Boss Fights and the Loot Rush
The Matriarch and Queen bosses, once challenging encounters, now fall in minutes—especially in cooperative lobbies. ‘We gave players too effective tools too early,’ Watkins concedes. The loot rush that follows isn’t just a PvP bloodbath; it’s a symptom of a system where high-level players dominate encounters, leaving lower-tier raiders frustrated.
The solution? Refine the encounters to reward teamwork without making them trivial. ‘It’s not meant for the full server to tackle these bosses,’ Watkins clarifies. ‘It’s about dedicated squads working together while* dealing with other players.’ The challenge is striking a balance where bosses remain engaging without becoming a free-for-all over scraps.

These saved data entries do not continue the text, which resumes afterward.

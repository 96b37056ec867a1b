//! Query Builder Types - operators and conditions shared by every store

use std::fmt;

use serde::{Deserialize, Serialize};
use serde_json::Value;

/// Query operator types
#[derive(Debug, Clone, Copy, PartialEq, Eq, Serialize, Deserialize)]
pub enum QueryOperator {
    Equal,
    NotEqual,
    GreaterThan,
    GreaterThanOrEqual,
    LessThan,
    LessThanOrEqual,
    Like,
    NotLike,
    In,
    NotIn,
    IsNull,
    IsNotNull,
    Between,
}

impl fmt::Display for QueryOperator {
    fn fmt(&self, f: &mut fmt::Formatter<'_>) -> fmt::Result {
        match self {
            QueryOperator::Equal => write!(f, "="),
            QueryOperator::NotEqual => write!(f, "!="),
            QueryOperator::GreaterThan => write!(f, ">"),
            QueryOperator::GreaterThanOrEqual => write!(f, ">="),
            QueryOperator::LessThan => write!(f, "<"),
            QueryOperator::LessThanOrEqual => write!(f, "<="),
            QueryOperator::Like => write!(f, "LIKE"),
            QueryOperator::NotLike => write!(f, "NOT LIKE"),
            QueryOperator::In => write!(f, "IN"),
            QueryOperator::NotIn => write!(f, "NOT IN"),
            QueryOperator::IsNull => write!(f, "IS NULL"),
            QueryOperator::IsNotNull => write!(f, "IS NOT NULL"),
            QueryOperator::Between => write!(f, "BETWEEN"),
        }
    }
}

/// Where clause condition on a column of the related table
#[derive(Debug, Clone, PartialEq, Serialize, Deserialize)]
pub struct WhereCondition {
    pub column: String,
    pub operator: QueryOperator,
    pub value: Option<Value>,
    pub values: Vec<Value>, // For IN, NOT IN, BETWEEN
}

impl WhereCondition {
    /// Condition comparing a column against a single value
    pub fn single(column: &str, operator: QueryOperator, value: Value) -> Self {
        Self {
            column: column.to_string(),
            operator,
            value: Some(value),
            values: Vec::new(),
        }
    }

    /// Condition comparing a column against a list of values
    pub fn list(column: &str, operator: QueryOperator, values: Vec<Value>) -> Self {
        Self {
            column: column.to_string(),
            operator,
            value: None,
            values,
        }
    }

    /// Condition with no operand (`IS NULL`, `IS NOT NULL`)
    pub fn unary(column: &str, operator: QueryOperator) -> Self {
        Self::list(column, operator, Vec::new())
    }
}
//! Records - in-memory parent entities with a dynamic attribute bag

use serde::{Deserialize, Serialize};
use serde_json::{Map, Number, Value};

use crate::error::{ModelError, ModelResult};

/// A persisted entity as seen by the loaders.
///
/// Loaders only ever add attributes to a record they were handed; they
/// never create, drop or keep hold of one.
#[derive(Debug, Clone, PartialEq, Serialize, Deserialize)]
pub struct Record {
    /// Model the record belongs to, used to resolve its relationships
    model: String,
    /// Column values plus any loaded aggregates
    attributes: Map<String, Value>,
}

impl Record {
    /// Create an empty record for a model
    pub fn new(model: impl Into<String>) -> Self {
        Self {
            model: model.into(),
            attributes: Map::new(),
        }
    }

    /// Create a record from a JSON object
    pub fn from_json(model: impl Into<String>, value: Value) -> ModelResult<Self> {
        match value {
            Value::Object(attributes) => Ok(Self {
                model: model.into(),
                attributes,
            }),
            other => Err(ModelError::Serialization(format!(
                "Expected a JSON object for a record, got: {}",
                other
            ))),
        }
    }

    /// Builder-style attribute setter
    pub fn with_attribute(mut self, name: &str, value: impl Into<Value>) -> Self {
        self.set_attribute(name, value);
        self
    }

    pub fn model(&self) -> &str {
        &self.model
    }

    pub fn attributes(&self) -> &Map<String, Value> {
        &self.attributes
    }

    pub fn get_attribute(&self, name: &str) -> Option<&Value> {
        self.attributes.get(name)
    }

    pub fn has_attribute(&self, name: &str) -> bool {
        self.attributes.contains_key(name)
    }

    pub fn set_attribute(&mut self, name: &str, value: impl Into<Value>) {
        self.attributes.insert(name.to_string(), value.into());
    }

    /// Key under which a record is matched to aggregate rows.
    ///
    /// Returns `None` for a missing or null attribute: such a record can
    /// have no related rows.
    pub fn key(&self, name: &str) -> Option<String> {
        self.get_attribute(name).and_then(key_string)
    }
}

/// Canonical string form of a key value, shared by parents and result rows.
///
/// Numbers and strings compare by their text, so an `i64` foreign key
/// decoded from the database matches a JSON number on the parent. Whole
/// floats render as integers: `1.0` and `1` are the same key.
pub fn key_string(value: &Value) -> Option<String> {
    match value {
        Value::Null => None,
        Value::String(s) => Some(s.clone()),
        Value::Number(n) => Some(number_key(n)),
        Value::Bool(b) => Some(b.to_string()),
        other => Some(other.to_string()),
    }
}

fn number_key(n: &Number) -> String {
    if n.is_i64() || n.is_u64() {
        return n.to_string();
    }
    match n.as_f64() {
        // i64::MAX as f64 rounds up to 2^63, hence the strict bound
        Some(f) if f.fract() == 0.0 && f >= i64::MIN as f64 && f < i64::MAX as f64 => {
            (f as i64).to_string()
        }
        _ => n.to_string(),
    }
}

For Watkins, the most rewarding moments are the ones the team didn’t script. ‘Players create their own stories,’ he says. ‘Whether it’s a lone sniper causing chaos or a lobby turning vigilante justice on a killer, that’s the magic of Arc Raiders.’ The developers’ role? Provide the tools—and then step back.
The road ahead for Arc Raiders is shaped by these organic trends. With Shrouded Sky* on the horizon, Embark Studios is doubling down on player-driven experiences, even if it means embracing the chaos over control.